Did the Tatas make a mistake in buying Air India?

Does the steady stream of criticism levelled at the airline, normally from angry passengers who have suffered at its hands, reflect badly on the reputation of the Tata group which has previously seen success in such consumer-facing companies as Titan, Tanishq, Croma and of course, the Taj group?

 

Would JRD Tata be proud of how Air India has fared since it was brought back into the Tata group?

 

   There are short answers to these questions. Yes, the Tatas seem to have bitten off more than they can chew. Yes, the failures of Air India damage the reputation of the whole group. And I am sure that JRD Tata would be apoplectic with rage if he saw how the group was running Air India now.

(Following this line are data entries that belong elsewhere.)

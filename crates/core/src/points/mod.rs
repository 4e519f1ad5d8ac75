//! Point data stored in a sparse tree: each leaf keeps a cumulative
//! per-voxel offset table plus the attribute columns of the points that
//! live inside it. Positions are stored voxel-local in `[-0.5, 0.5)`.

mod filter;
mod merge;
mod minmax;

use std::collections::BTreeMap;
use std::ops::Range;
use std::sync::Arc;

use glam::DVec3;

use crate::attributes::{
    AttributeArray, AttributeDescriptor, AttributeInfo, AttributeSet, AttributeStorage,
    AttributeType, POSITION,
};
use crate::error::{PointsError, PointsResult};
use crate::math::{Coord, CoordBBox, Transform};
use crate::parallel;
use crate::tree::{coord_to_offset, leaf_origin, LeafNode, ValueMask, SIZE};

pub use filter::{AttributeThresholdFilter, FnFilter, NullFilter, PointFilter};
pub use minmax::{eval_min_max, MinMax};

#[derive(Debug, Clone, PartialEq)]
pub struct PointLeaf {
    // values are cumulative end offsets, the mask marks occupied voxels
    node: LeafNode<u32>,
    attributes: AttributeSet,
}

impl PointLeaf {
    /// Builds a leaf from per-voxel point counts. `attributes` must already
    /// hold the points in voxel order.
    pub fn from_counts(origin: Coord, counts: &[u32], attributes: AttributeSet) -> Self {
        debug_assert_eq!(counts.len(), SIZE, "point leaf counts must cover every voxel");
        let mut mask = ValueMask::default();
        let mut node = LeafNode::with_mask(origin, 0u32, ValueMask::default());
        let mut end = 0u32;
        for (offset, count) in counts.iter().enumerate() {
            end += count;
            node.set_value_only(offset, end);
            if *count > 0 {
                mask.set_on(offset);
            }
        }
        *node.mask_mut() = mask;
        debug_assert_eq!(
            end as usize,
            attributes.len(),
            "point leaf offsets disagree with its attribute length"
        );
        Self { node, attributes }
    }

    pub fn origin(&self) -> Coord {
        self.node.origin()
    }

    pub fn offsets(&self) -> &[u32] {
        self.node.values()
    }

    pub fn mask(&self) -> &ValueMask {
        self.node.mask()
    }

    pub fn point_count(&self) -> usize {
        self.node.values().last().copied().unwrap_or(0) as usize
    }

    pub fn voxel_range(&self, offset: usize) -> Range<u32> {
        let start = if offset == 0 {
            0
        } else {
            self.node.get_value(offset - 1)
        };
        start..self.node.get_value(offset)
    }

    pub fn voxel_coord(&self, offset: usize) -> Coord {
        self.node.offset_to_global_coord(offset)
    }

    /// `(voxel offset, point index)` for the points of active voxels.
    pub fn iter_points(&self) -> impl Iterator<Item = (usize, usize)> + '_ {
        self.node.mask().iter_on().flat_map(move |offset| {
            self.voxel_range(offset)
                .map(move |index| (offset, index as usize))
        })
    }

    /// Every point in storage order, active voxel or not.
    pub fn iter_points_all(&self) -> impl Iterator<Item = (usize, usize)> + '_ {
        (0..SIZE).flat_map(move |offset| {
            self.voxel_range(offset)
                .map(move |index| (offset, index as usize))
        })
    }

    pub fn attributes(&self) -> &AttributeSet {
        &self.attributes
    }

    pub fn attributes_mut(&mut self) -> &mut AttributeSet {
        &mut self.attributes
    }

    pub fn positions(&self) -> Option<PositionHandle<'_>> {
        let index = self.attributes.descriptor().position_index()?;
        let array = self.attributes.get(index)?;
        (array.data_type() == AttributeType::Vec3).then_some(PositionHandle { array })
    }

    /// Voxel-local position of `index`, zero when the leaf has no position
    /// column.
    pub fn position(&self, index: usize) -> DVec3 {
        self.positions()
            .map(|handle| handle.get(index))
            .unwrap_or(DVec3::ZERO)
    }

    pub fn node_bounding_box(&self) -> CoordBBox {
        self.node.node_bounding_box()
    }

    pub fn active_bounding_box(&self) -> CoordBBox {
        self.node.active_bounding_box()
    }
}

/// Read access to the voxel-local positions of one leaf.
#[derive(Debug, Clone, Copy)]
pub struct PositionHandle<'a> {
    array: &'a AttributeArray,
}

impl PositionHandle<'_> {
    pub fn get(&self, index: usize) -> DVec3 {
        let p = self.array.vec3(index).unwrap_or([0.0; 3]);
        DVec3::new(p[0] as f64, p[1] as f64, p[2] as f64)
    }
}

#[derive(Debug, Clone, Default, PartialEq)]
pub struct PointTree {
    leaves: BTreeMap<Coord, PointLeaf>,
}

impl PointTree {
    pub fn new() -> Self {
        Self::default()
    }

    pub fn is_empty(&self) -> bool {
        self.leaves.is_empty()
    }

    pub fn leaf_count(&self) -> usize {
        self.leaves.len()
    }

    /// Leaves in ascending origin order.
    pub fn leaves(&self) -> impl Iterator<Item = &PointLeaf> {
        self.leaves.values()
    }

    pub fn leaves_mut(&mut self) -> impl Iterator<Item = &mut PointLeaf> {
        self.leaves.values_mut()
    }

    pub fn leaf_list(&self) -> Vec<&PointLeaf> {
        self.leaves.values().collect()
    }

    pub fn probe_leaf(&self, c: Coord) -> Option<&PointLeaf> {
        self.leaves.get(&leaf_origin(c))
    }

    pub fn probe_leaf_mut(&mut self, c: Coord) -> Option<&mut PointLeaf> {
        self.leaves.get_mut(&leaf_origin(c))
    }

    pub fn insert_leaf(&mut self, leaf: PointLeaf) -> Option<PointLeaf> {
        self.leaves.insert(leaf.origin(), leaf)
    }

    pub fn steal_leaf(&mut self, c: Coord) -> Option<PointLeaf> {
        self.leaves.remove(&leaf_origin(c))
    }

    pub fn take_leaves(&mut self) -> Vec<PointLeaf> {
        std::mem::take(&mut self.leaves).into_values().collect()
    }

    pub fn point_count(&self) -> usize {
        self.leaves.values().map(PointLeaf::point_count).sum()
    }

    pub fn eval_leaf_bounding_box(&self) -> CoordBBox {
        let mut bbox = CoordBBox::empty();
        for leaf in self.leaves.values() {
            bbox.union(&leaf.node_bounding_box());
        }
        bbox
    }

    pub fn eval_active_bounding_box(&self) -> CoordBBox {
        let mut bbox = CoordBBox::empty();
        for leaf in self.leaves.values() {
            bbox.union(&leaf.active_bounding_box());
        }
        bbox
    }
}

/// Positions plus named columns used to build a [`PointDataGrid`].
#[derive(Debug, Clone, Default, PartialEq)]
pub struct PointCloud {
    pub positions: Vec<DVec3>,
    pub attributes: Vec<(AttributeInfo, AttributeStorage)>,
}

impl PointCloud {
    pub fn new(positions: Vec<DVec3>) -> Self {
        Self {
            positions,
            attributes: Vec::new(),
        }
    }

    pub fn with_attribute(mut self, info: AttributeInfo, values: AttributeStorage) -> Self {
        self.attributes.push((info, values));
        self
    }
}

#[derive(Debug, Clone, PartialEq)]
pub struct PointDataGrid {
    name: String,
    tree: PointTree,
    transform: Transform,
    descriptor: Arc<AttributeDescriptor>,
}

impl PointDataGrid {
    pub fn empty(transform: Transform) -> Self {
        Self {
            name: String::new(),
            tree: PointTree::new(),
            transform,
            descriptor: Arc::new(AttributeDescriptor::with_position()),
        }
    }

    pub fn from_positions(positions: &[DVec3], transform: Transform) -> PointsResult<Self> {
        Self::from_cloud(&PointCloud::new(positions.to_vec()), transform)
    }

    /// Buckets points into leaves and voxels. Points sharing a voxel keep
    /// their input order.
    pub fn from_cloud(cloud: &PointCloud, transform: Transform) -> PointsResult<Self> {
        if !transform.is_valid() {
            return Err(PointsError::InvalidSettings(format!(
                "voxel size {} is not a positive finite value",
                transform.voxel_size()
            )));
        }
        if let Some(index) = cloud.positions.iter().position(|p| !p.is_finite()) {
            return Err(PointsError::InvalidSettings(format!(
                "point {index} has a non-finite position"
            )));
        }

        let count = cloud.positions.len();
        let mut descriptor = AttributeDescriptor::with_position();
        for (info, values) in &cloud.attributes {
            if values.data_type() != info.data_type {
                return Err(PointsError::AttributeType {
                    name: info.name.clone(),
                    expected: info.data_type,
                    actual: values.data_type(),
                });
            }
            descriptor = descriptor.with_attribute(info.clone())?;
            if values.len() != count * info.stride {
                return Err(PointsError::LengthMismatch {
                    name: info.name.clone(),
                    expected: count * info.stride,
                    actual: values.len(),
                });
            }
        }
        let descriptor = Arc::new(descriptor);

        let placed: Vec<(Coord, [f32; 3])> = parallel::map_indexed(count, true, |i| {
            Coord::split_voxel_local(transform.world_to_index(cloud.positions[i]))
        });

        let mut buckets: BTreeMap<Coord, Vec<usize>> = BTreeMap::new();
        for (i, (voxel, _)) in placed.iter().enumerate() {
            buckets.entry(leaf_origin(*voxel)).or_default().push(i);
        }
        let buckets: Vec<(Coord, Vec<usize>)> = buckets.into_iter().collect();

        let leaves = parallel::try_map_indexed(buckets.len(), true, |b| {
            let (origin, indices) = &buckets[b];
            let mut order: Vec<(usize, usize)> = indices
                .iter()
                .map(|&i| (coord_to_offset(placed[i].0), i))
                .collect();
            // stable: points sharing a voxel stay in input order
            order.sort_by_key(|(offset, _)| *offset);

            let mut counts = vec![0u32; SIZE];
            for (offset, _) in &order {
                counts[*offset] += 1;
            }
            let sorted: Vec<usize> = order.iter().map(|(_, i)| *i).collect();

            let mut arrays = Vec::with_capacity(descriptor.len());
            arrays.push(AttributeArray::from_storage(
                AttributeStorage::Vec3(sorted.iter().map(|&i| placed[i].1).collect()),
                1,
            )?);
            for (info, values) in &cloud.attributes {
                arrays.push(AttributeArray::from_storage(
                    values.gather(info.stride, &sorted),
                    info.stride,
                )?);
            }
            let attributes = AttributeSet::from_arrays(descriptor.clone(), arrays)?;
            Ok::<_, PointsError>(PointLeaf::from_counts(*origin, &counts, attributes))
        })?;

        let mut tree = PointTree::new();
        for leaf in leaves {
            tree.insert_leaf(leaf);
        }
        tracing::debug!(
            points = count,
            leaves = tree.leaf_count(),
            "built point data grid"
        );
        Ok(Self {
            name: String::new(),
            tree,
            transform,
            descriptor,
        })
    }

    pub fn name(&self) -> &str {
        &self.name
    }

    pub fn set_name(&mut self, name: impl Into<String>) {
        self.name = name.into();
    }

    pub fn tree(&self) -> &PointTree {
        &self.tree
    }

    pub fn transform(&self) -> &Transform {
        &self.transform
    }

    pub fn descriptor(&self) -> &Arc<AttributeDescriptor> {
        &self.descriptor
    }

    pub fn point_count(&self) -> usize {
        self.tree.point_count()
    }

    pub fn leaf_count(&self) -> usize {
        self.tree.leaf_count()
    }

    pub(crate) fn tree_mut(&mut self) -> &mut PointTree {
        &mut self.tree
    }

    /// Installs a rebuilt tree. Every leaf must share `descriptor`.
    pub(crate) fn replace_tree(
        &mut self,
        tree: PointTree,
        transform: Transform,
        descriptor: Arc<AttributeDescriptor>,
    ) {
        self.tree = tree;
        self.transform = transform;
        self.descriptor = descriptor;
    }

    /// Adds a column filled with `info.default` on every leaf.
    pub fn append_attribute(&mut self, info: AttributeInfo) -> PointsResult<()> {
        let descriptor = Arc::new(self.descriptor.with_attribute(info)?);
        for leaf in self.tree.leaves_mut() {
            leaf.attributes.widen(descriptor.clone());
        }
        self.descriptor = descriptor;
        Ok(())
    }

    /// Overwrites a column with `values` given in traversal order.
    pub fn set_attribute_values(&mut self, name: &str, values: AttributeStorage) -> PointsResult<()> {
        if name == POSITION {
            return Err(PointsError::Unsupported(
                "positions are stored voxel-local, rebuild the grid to change them".to_string(),
            ));
        }
        let index = self
            .descriptor
            .find(name)
            .ok_or_else(|| PointsError::MissingAttribute {
                name: name.to_string(),
            })?;
        let info = self
            .descriptor
            .get(index)
            .ok_or_else(|| PointsError::MissingAttribute {
                name: name.to_string(),
            })?;
        if values.data_type() != info.data_type {
            return Err(PointsError::AttributeType {
                name: name.to_string(),
                expected: info.data_type,
                actual: values.data_type(),
            });
        }
        let stride = info.stride;
        let expected = self.point_count() * stride;
        if values.len() != expected {
            return Err(PointsError::LengthMismatch {
                name: name.to_string(),
                expected,
                actual: values.len(),
            });
        }

        let mut cursor = 0;
        for leaf in self.tree.leaves_mut() {
            let end = cursor + leaf.point_count() * stride;
            let array = AttributeArray::from_storage(values.slice(cursor..end), stride)?;
            leaf.attributes.replace(index, array)?;
            cursor = end;
        }
        Ok(())
    }

    /// Concatenated column values in traversal order.
    pub fn attribute_values(&self, name: &str) -> PointsResult<AttributeStorage> {
        let info = self
            .descriptor
            .find(name)
            .and_then(|index| self.descriptor.get(index))
            .ok_or_else(|| PointsError::MissingAttribute {
                name: name.to_string(),
            })?;
        let mut out = AttributeStorage::empty(info.data_type);
        for leaf in self.tree.leaves() {
            if let Some(array) = leaf.attributes.find(name) {
                out.append(&array.to_expanded_storage());
            }
        }
        Ok(out)
    }

    /// World-space positions in traversal order.
    pub fn world_positions(&self) -> Vec<DVec3> {
        let mut out = Vec::with_capacity(self.point_count());
        for leaf in self.tree.leaves() {
            let Some(positions) = leaf.positions() else {
                continue;
            };
            for (offset, index) in leaf.iter_points_all() {
                let ijk = leaf.voxel_coord(offset).as_dvec3() + positions.get(index);
                out.push(self.transform.index_to_world(ijk));
            }
        }
        out
    }
}

#[cfg(test)]
mod tests;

Even Ratan Tata, who pushed the group into bidding for Air India, would not be delighted by how things have turned out.

 

   But there are also longer, less simplistic, answers to the same questions. The Tatas always knew that it would take time to turn Air India around. They just didn’t realise that the management they hired would keep screwing up so badly on the road to recovery, or that their own reputation would take such a beating.

 

   And perhaps the most important answer to all of those questions is that the Air India management, instead of recognising its failures, is misrepresenting the situation and taking the line that once Bombay House spends billions of dollars on new planes, everything will get better. Once the money is spent, we are told, Air India will magically improve.

 

   The most recent and longest interview I have read with Campbell Wilson, the CEO of Air India (given to NDTV’s Vishnu Som), dismissed the problems that Air India passengers complain about. “It’s a mass transportation business and unfortunately, you know, there are occasions when it is not perfect,” he said with massive understatement.

 

   Much of that interview, like everything else the Air India management has said recently, was about the new planes it was going to buy ($70 billion will be spent on 470 new aircraft over the next few years). Apart from the continual chatter about how passengers will have to wait for the new planes to arrive before they can actually enjoy travelling Air India, the airline’s apologists and PR people also suggest that the problem is that the management is stuck with the useless old staff who have a “public sector mindset”. So what can anyone do?

 

   There is something to these positions. Yes, Air India does need new planes. One of its biggest problems is the condition of its fleet, as anyone who has flown Air India to North America over the last few years will tell you. And yes, it is always more difficult to turn around an established company than it is to start a new one.

 

   But a lot of this stuff relies on lies and myth-making. It is true that the old Tata Airlines was nationalised and turned into Air India but this was not unusual in that era. Till the late 20th century, most national carriers – Air France, British Airways (BOAC, as it was then) Lufthansa and others – were all largely government owned. So there was nothing odd about our national carrier being part of the public sector.

 

   Certainly, JRD Tata was content to accept it. He stayed on as chairman and ran it to his high standards. What we consider the glory days of Air India all came when it was government-owned, when the Tatas had no share in it.

 

   It is fair to say though, that after 1977, when Morarji Desai summarily removed JRD Tata from his post, government interference in the running of Air India increased. But it is wrong to suggest that the airline was always an unprofitable white elephant. Rajan Jaitly successfully turned Air India around in the 1980s. And by the early 1990s, when Yogi Deveshwar was its CEO,   Air India’s proud boast was that it was making a profit of Rs 1 crore a day. (Which was a lot of money in those days, and Air India is nowhere near making those kinds of profits these days.)

 

   So all the “public sector mentality” stuff is a bit of a red herring. A good and forceful management could always run Air India well. The problem was never the employees. It was that ministers and joint secretaries felt that they had the right to instruct the MD on how to run the airline. Competent managers risked being ignored, bypassed or humiliated.

 

   The greatest benefit of privatisation is that Wilson and his colleagues don’t have to mollify politicians or be pushed around by bureaucrats. That alone should have liberated the new Air India management – it was, in fact, the main argument for privatisation – but so far there are relatively few areas where you can say that passengers have a much better deal today than they did in the nationalised days.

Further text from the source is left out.